A New GridFS Implementation for PyMongo

The API (Application Programming Interface) for PyMongo, the Python driver for MongoDB, has been pretty stable for quite some time now. In general, I think that the driver does a great job of exposing all of MongoDB’s functionality in a way that is both MongoDB-ish and Pythonic (of course I’m biased — if you have suggestions for improvements please let me know). There have been some minor tweaks recently, like an improvement for the command API, but there haven’t been any huge changes in a while.

All that said, I think there is one place where PyMongo has been deficient for a long time: its support for GridFS. There are a couple of problems with the GridFS implementation in previous versions (= 1.5.2) of PyMongo:

It is slower and less concurrency-friendly than it needs to be.
It could be much simpler and easier to work with.
It allows some operations (modifying existing files) that are incorrect according to the GridFS semantics.
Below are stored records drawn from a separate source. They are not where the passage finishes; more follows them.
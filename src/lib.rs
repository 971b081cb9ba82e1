//! # tokens-css
//!
//! A design-token → CSS compilation library.
//!
//! This crate turns a hierarchical token document (colors, typography,
//! spacing, radii, per-platform type scales) into CSS custom-property
//! stylesheets:
//!
//! - **Reference resolution**: `{blue.500}` becomes `var(--color-blue-500)`
//! - **Theme scoping**: `light` is the default, `dark` / `black` become
//!   `[data-theme="..."]` override blocks
//! - **Responsive type scales**: mobile-like platforms override the desktop
//!   defaults under a `max-width` media query
//! - **Utility classes**: one class per type scale, font and spacing size,
//!   all referencing the generated properties
//!
//! ## Note
//!
//! The converters are deliberately best-effort. A token document is never
//! validated; substructure that does not match the expected shape is skipped
//! silently, and unknown references still resolve textually. Use the `scan`
//! feature or [`lint_tokens`] when you want those cases surfaced.
//!
//! ## Quick Start
//!
//! ```ignore
//! use std::path::Path;
//! use tokens_css::build_stylesheets;
//!
//! let result = build_stylesheets(Path::new("tokens.json"))?;
//! std::fs::write("dist/tokens.css", &result.tokens_css)?;
//! std::fs::write("dist/typography.css", &result.utilities_css)?;
//!
//! // Advisory findings (never fatal)
//! if !result.diagnostics.is_empty() {
//!     eprintln!("{}", result.diagnostics);
//! }
//! ```
//!
//! ## High-Level API
//!
//! For most use cases, use the high-level functions:
//!
//! - [`build_stylesheets`]: read a token file and build both stylesheets
//! - [`build_stylesheets_from_value`]: build from parsed JSON (infallible)
//! - [`write_stylesheets`]: read, build, and write both artifacts
//! - [`batch_build`]: parallel builds over multiple documents (`batch` feature)
//! - [`scan_tokens`]: inspect a document without emitting CSS (`scan` feature)
//!
//! ## Low-Level API
//!
//! For advanced use cases, access the underlying modules:
//!
//! - [`resolve`]: `{path}` reference rewriting
//! - [`flatten`]: generic tree flattening to property maps
//! - [`convert`]: shape-aware category converters
//! - [`css`]: stylesheet and utility-class emission
//! - [`config`]: breakpoint and theme-attribute configuration
//! - [`diagnostic`]: lints, errors, and report formatting

#![forbid(unsafe_code)]
#![warn(missing_docs)]

pub mod config;
pub mod convert;
pub mod css;
pub mod diagnostic;
pub mod flatten;
pub mod process;
pub mod resolve;

// Conversion core
pub use convert::{convert_color_tokens, convert_spacing_tokens, convert_typography_tokens};
pub use css::{generate_css_from_tokens, generate_typography_utilities};
pub use flatten::{flatten_tokens, flatten_tokens_with_prefix, TokenMap};
pub use resolve::{resolve_references, resolve_token_value};

// Pipeline
pub use process::{
    build_stylesheets, build_stylesheets_from_str, build_stylesheets_from_value,
    write_stylesheets, BuildResult,
};

#[cfg(feature = "batch")]
pub use process::{batch_build, batch_build_with};
#[cfg(feature = "scan")]
pub use process::{scan_file, scan_tokens, ScanResult, TokenReference};

// Diagnostics
pub use diagnostic::{lint_tokens, BuildError, Diagnostics};

// =============================================================================
// Prelude - import commonly used items with a single `use`
// =============================================================================

/// Prelude module for convenient imports.
///
/// Import everything commonly needed with:
///
/// ```ignore
/// use tokens_css::prelude::*;
/// ```
pub mod prelude {
    // Conversion core
    pub use crate::convert::{
        convert_color_tokens, convert_spacing_tokens, convert_typography_tokens, MOBILE_PLATFORMS,
        PLATFORMS, SPACING_SIZES, THEMES,
    };
    pub use crate::css::{generate_css_from_tokens, generate_typography_utilities};
    pub use crate::flatten::{flatten_tokens, flatten_tokens_with_prefix, TokenMap};
    pub use crate::resolve::{
        mangle_reference_path, resolve_references, resolve_token_value, token_references,
        COLOR_FAMILIES,
    };

    // Pipeline
    pub use crate::process::{
        build_stylesheets, build_stylesheets_from_str, build_stylesheets_from_value,
        write_stylesheets, BuildResult,
    };
    #[cfg(feature = "batch")]
    pub use crate::process::{batch_build, batch_build_with};
    #[cfg(feature = "scan")]
    pub use crate::process::{scan_file, scan_tokens, ScanResult, TokenReference};

    // Configuration
    pub use crate::config::{Config, ConfigBuilder};

    // Diagnostics
    pub use crate::diagnostic::{
        format_diagnostics, lint_tokens, BuildError, Diagnostic, DiagnosticOptions,
        DiagnosticSummary, Diagnostics, DisplayStyle, Severity,
    };
}
pub mod plan;
pub mod profile;
pub mod progress;

pub use plan::{DayPlan, MacroTarget, WeekProgram};
pub use profile::Profile;
pub use progress::ProgressEntry;
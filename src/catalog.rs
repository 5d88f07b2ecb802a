//! Configuration-driven catalogs: exercises by muscle group, the static
//! weekly schedule, and the seasonal meal list.
//!
//! The engine takes catalogs as parameters; the defaults here are the single
//! source for data that used to be duplicated across every UI variant.
//! Alternate catalogs can be deserialized from JSON for tests or theming.

use serde::{Deserialize, Serialize};

use crate::models::plan::{DayPlan, PlannedExercise, RepSpec};

/// ---------------------------------------------------------------------------
/// Muscle Groups
/// ---------------------------------------------------------------------------

#[derive(Debug, Clone, Copy, PartialEq, Eq, Hash, Serialize, Deserialize)]
#[serde(rename_all = "snake_case")]
pub enum MuscleGroup {
  Arms,
  Legs,
  Back,
  Chest,
  Abs,
  Cardio,
}

impl MuscleGroup {
  /// All groups in catalog order
  pub const ALL: [MuscleGroup; 6] = [
    MuscleGroup::Arms,
    MuscleGroup::Legs,
    MuscleGroup::Back,
    MuscleGroup::Chest,
    MuscleGroup::Abs,
    MuscleGroup::Cardio,
  ];

  pub fn as_str(&self) -> &'static str {
    match self {
      MuscleGroup::Arms => "arms",
      MuscleGroup::Legs => "legs",
      MuscleGroup::Back => "back",
      MuscleGroup::Chest => "chest",
      MuscleGroup::Abs => "abs",
      MuscleGroup::Cardio => "cardio",
    }
  }
}

impl std::fmt::Display for MuscleGroup {
  fn fmt(&self, f: &mut std::fmt::Formatter<'_>) -> std::fmt::Result {
    write!(f, "{}", self.as_str())
  }
}

impl std::str::FromStr for MuscleGroup {
  type Err = String;
  fn from_str(s: &str) -> Result<Self, Self::Err> {
    match s {
      "arms" => Ok(Self::Arms),
      "legs" => Ok(Self::Legs),
      "back" => Ok(Self::Back),
      "chest" => Ok(Self::Chest),
      "abs" => Ok(Self::Abs),
      "cardio" => Ok(Self::Cardio),
      _ => Err(format!("Unknown muscle group: {}", s)),
    }
  }
}

/// ---------------------------------------------------------------------------
/// Equipment
/// ---------------------------------------------------------------------------

#[derive(Debug, Clone, Copy, PartialEq, Eq, Serialize, Deserialize)]
#[serde(rename_all = "snake_case")]
pub enum Equipment {
  Dumbbell,
  Barbell,
  Machine,
  Bodyweight,
  Rope,
  Bike,
  None,
}

impl std::fmt::Display for Equipment {
  fn fmt(&self, f: &mut std::fmt::Formatter<'_>) -> std::fmt::Result {
    let s = match self {
      Equipment::Dumbbell => "dumbbell",
      Equipment::Barbell => "barbell",
      Equipment::Machine => "machine",
      Equipment::Bodyweight => "bodyweight",
      Equipment::Rope => "rope",
      Equipment::Bike => "bike",
      Equipment::None => "none",
    };
    write!(f, "{}", s)
  }
}

/// ---------------------------------------------------------------------------
/// Exercise Catalog
/// ---------------------------------------------------------------------------

/// Default work for one exercise slot: counted reps or a timed hold
#[derive(Debug, Clone, Copy, PartialEq, Eq, Serialize, Deserialize)]
#[serde(tag = "type", rename_all = "snake_case")]
pub enum SetScheme {
  Reps { reps: i64 },
  Timed { secs: i64 },
}

#[derive(Debug, Clone, PartialEq, Serialize, Deserialize)]
pub struct Exercise {
  pub name: String,
  pub group: MuscleGroup,
  pub equipment: Equipment,
  pub sets: i64,
  pub scheme: SetScheme,
}

impl Exercise {
  fn new(
    name: &str,
    group: MuscleGroup,
    equipment: Equipment,
    sets: i64,
    scheme: SetScheme,
  ) -> Self {
    Self {
      name: name.to_string(),
      group,
      equipment,
      sets,
      scheme,
    }
  }
}

#[derive(Debug, Clone, PartialEq, Serialize, Deserialize)]
pub struct ExerciseCatalog {
  pub exercises: Vec<Exercise>,
}

impl ExerciseCatalog {
  /// Exercises tagged with `group`, in catalog order
  pub fn for_group(&self, group: MuscleGroup) -> Vec<&Exercise> {
    self.exercises.iter().filter(|e| e.group == group).collect()
  }

  /// Low-impact core hold appended when a generated workout runs short
  pub fn filler(&self) -> Exercise {
    Exercise::new(
      "Plank Hold",
      MuscleGroup::Abs,
      Equipment::Bodyweight,
      3,
      SetScheme::Timed { secs: 60 },
    )
  }
}

impl Default for ExerciseCatalog {
  fn default() -> Self {
    use Equipment::{Barbell, Bike, Bodyweight, Dumbbell, Machine, Rope};
    use MuscleGroup::*;

    let reps = |n| SetScheme::Reps { reps: n };
    let timed = |s| SetScheme::Timed { secs: s };

    Self {
      exercises: vec![
        Exercise::new("Curl Biceps", Arms, Dumbbell, 3, reps(12)),
        Exercise::new("Triceps Dips", Arms, Bodyweight, 3, reps(12)),
        Exercise::new("Hammer Curl", Arms, Dumbbell, 3, reps(12)),
        Exercise::new("Push-up Diamond", Arms, Bodyweight, 3, reps(10)),
        Exercise::new("Squat", Legs, Bodyweight, 4, reps(12)),
        Exercise::new("Lunges", Legs, Bodyweight, 3, reps(12)),
        Exercise::new("Leg Press", Legs, Machine, 3, reps(12)),
        Exercise::new("Deadlift", Legs, Barbell, 3, reps(8)),
        Exercise::new("Pull-up", Back, Bodyweight, 4, reps(8)),
        Exercise::new("Lat Pull-down", Back, Machine, 3, reps(12)),
        Exercise::new("Bent-over Row", Back, Barbell, 4, reps(10)),
        Exercise::new("Superman", Back, Bodyweight, 3, reps(15)),
        Exercise::new("Bench Press", Chest, Barbell, 4, reps(8)),
        Exercise::new("Push-up", Chest, Bodyweight, 3, reps(15)),
        Exercise::new("Chest Fly", Chest, Dumbbell, 3, reps(12)),
        Exercise::new("Incline Dumbbell Press", Chest, Dumbbell, 3, reps(10)),
        Exercise::new("Crunch", Abs, Bodyweight, 3, timed(40)),
        Exercise::new("Plank", Abs, Bodyweight, 3, timed(40)),
        Exercise::new("Russian Twist", Abs, Bodyweight, 3, timed(40)),
        Exercise::new("Leg Raise", Abs, Bodyweight, 3, timed(40)),
        Exercise::new("Jump Rope", Cardio, Rope, 3, timed(300)),
        Exercise::new("Running", Cardio, Equipment::None, 1, timed(1200)),
        Exercise::new("Cycling", Cardio, Bike, 1, timed(1200)),
        Exercise::new("Burpees", Cardio, Bodyweight, 3, reps(15)),
      ],
    }
  }
}

/// ---------------------------------------------------------------------------
/// Weekly Schedule
/// ---------------------------------------------------------------------------

#[derive(Debug, Clone, PartialEq, Serialize, Deserialize)]
pub struct WeekSchedule {
  pub days: Vec<DayPlan>,
}

impl Default for WeekSchedule {
  fn default() -> Self {
    fn ex(name: &str, sets: i64, reps: RepSpec, equipment: Equipment) -> PlannedExercise {
      PlannedExercise {
        name: name.to_string(),
        sets,
        reps,
        equipment,
      }
    }
    fn day(label: &str, exercises: Vec<PlannedExercise>) -> DayPlan {
      DayPlan {
        label: label.to_string(),
        exercises,
      }
    }

    use Equipment::*;
    let n = RepSpec::Count;
    let t = |s: &str| RepSpec::Text(s.to_string());

    Self {
      days: vec![
        day(
          "Monday",
          vec![
            ex("Bench Press", 4, t("8-12"), Barbell),
            ex("Push-up", 3, n(15), Bodyweight),
            ex("Chest Fly", 3, n(12), Dumbbell),
            ex("Incline Dumbbell Press", 3, n(10), Dumbbell),
          ],
        ),
        day(
          "Tuesday",
          vec![
            ex("Pull-up", 4, t("AMRAP"), Bodyweight),
            ex("Lat Pull-down", 3, n(12), Machine),
            ex("Bent-over Row", 4, n(10), Barbell),
            ex("Superman", 3, n(15), Bodyweight),
          ],
        ),
        day(
          "Wednesday",
          vec![
            ex("Squat", 4, n(10), Bodyweight),
            ex("Lunges", 3, n(12), Bodyweight),
            ex("Leg Press", 3, n(12), Machine),
            ex("Deadlift", 3, n(8), Barbell),
          ],
        ),
        day(
          "Thursday",
          vec![
            ex("Curl Biceps", 3, n(12), Dumbbell),
            ex("Triceps Dips", 3, n(12), Bodyweight),
            ex("Hammer Curl", 3, n(12), Dumbbell),
            ex("Push-up Diamond", 3, n(10), Bodyweight),
          ],
        ),
        day(
          "Friday",
          vec![
            ex("Crunch", 3, n(20), Bodyweight),
            ex("Plank", 3, t("60s"), Bodyweight),
            ex("Russian Twist", 3, n(20), Bodyweight),
            ex("Leg Raise", 3, n(15), Bodyweight),
          ],
        ),
        day(
          "Saturday",
          vec![
            ex("Jump Rope", 3, t("5 min"), Rope),
            ex("Running", 1, t("30 min"), Equipment::None),
            ex("Burpees", 3, n(15), Bodyweight),
          ],
        ),
        day("Sunday", vec![]),
      ],
    }
  }
}

/// ---------------------------------------------------------------------------
/// Seasonal Meals
/// ---------------------------------------------------------------------------

#[derive(Debug, Clone, Copy, PartialEq, Eq, Serialize, Deserialize)]
#[serde(rename_all = "snake_case")]
pub enum Season {
  Spring,
  Summer,
  Autumn,
  Winter,
}

impl std::fmt::Display for Season {
  fn fmt(&self, f: &mut std::fmt::Formatter<'_>) -> std::fmt::Result {
    let s = match self {
      Season::Spring => "spring",
      Season::Summer => "summer",
      Season::Autumn => "autumn",
      Season::Winter => "winter",
    };
    write!(f, "{}", s)
  }
}

impl Season {
  /// Season containing the given month (1-12), northern-hemisphere style
  pub fn from_month(month: u32) -> Self {
    match month {
      3..=5 => Season::Spring,
      6..=8 => Season::Summer,
      9..=11 => Season::Autumn,
      _ => Season::Winter,
    }
  }
}

#[derive(Debug, Clone, PartialEq, Serialize, Deserialize)]
pub struct Meal {
  pub name: String,
  pub season: Season,
  pub description: String,
}

#[derive(Debug, Clone, PartialEq, Serialize, Deserialize)]
pub struct MealCatalog {
  pub meals: Vec<Meal>,
}

impl MealCatalog {
  pub fn for_season(&self, season: Season) -> Vec<&Meal> {
    self.meals.iter().filter(|m| m.season == season).collect()
  }
}

impl Default for MealCatalog {
  fn default() -> Self {
    fn meal(name: &str, season: Season, description: &str) -> Meal {
      Meal {
        name: name.to_string(),
        season,
        description: description.to_string(),
      }
    }
    use Season::*;

    Self {
      meals: vec![
        meal("Asparagus omelette", Spring, "Eggs, asparagus, goat cheese"),
        meal("Chicken pea salad", Spring, "Grilled chicken, peas, mint"),
        meal("Spring veggie stir-fry", Spring, "Tofu, snap peas, carrots"),
        meal("Strawberry oats", Spring, "Overnight oats, strawberries"),
        meal("Grilled salmon bowl", Summer, "Salmon, rice, cucumber, dill"),
        meal("Tomato mozzarella plate", Summer, "Tomatoes, mozzarella, basil"),
        meal("Chilled lentil salad", Summer, "Lentils, peppers, feta"),
        meal("Melon protein shake", Summer, "Whey, melon, yogurt"),
        meal("Pumpkin chili", Autumn, "Beef, beans, pumpkin"),
        meal("Roast chicken and squash", Autumn, "Chicken thigh, butternut"),
        meal("Mushroom barley soup", Autumn, "Barley, mushrooms, thyme"),
        meal("Apple walnut porridge", Autumn, "Oats, apple, walnuts"),
        meal("Beef stew", Winter, "Beef, root vegetables, stock"),
        meal("Baked cod with kale", Winter, "Cod, kale, lemon"),
        meal("Chickpea curry", Winter, "Chickpeas, spinach, coconut"),
        meal("Cottage cheese bowl", Winter, "Cottage cheese, honey, seeds"),
      ],
    }
  }
}

/// ---------------------------------------------------------------------------
/// Combined Catalog
/// ---------------------------------------------------------------------------

/// Everything static the engine consumes, loaded once at startup
#[derive(Debug, Clone, PartialEq, Serialize, Deserialize, Default)]
pub struct Catalog {
  pub exercises: ExerciseCatalog,
  pub week: WeekSchedule,
  pub meals: MealCatalog,
}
I think that all of these deficiencies stem from one fatal flaw in the original API design: it was trying too hard to mimic Python’s filesystem API. Exposing file-like objects for writing and reading is great, but things like focusing on filename as a file-handle (filename is less important in GridFS) and allowing users to modify files (which is not a concept supported by GridFS) were bad decisions. This post introduces a new GridFS API for PyMongo which tries to address all of the deficiencies in the old implementation.

The New API

The new GridFS API is available in PyMongo versions = 1.6. There are API docs available for the new version of GridFS, but this post walks through the API in a little more detail.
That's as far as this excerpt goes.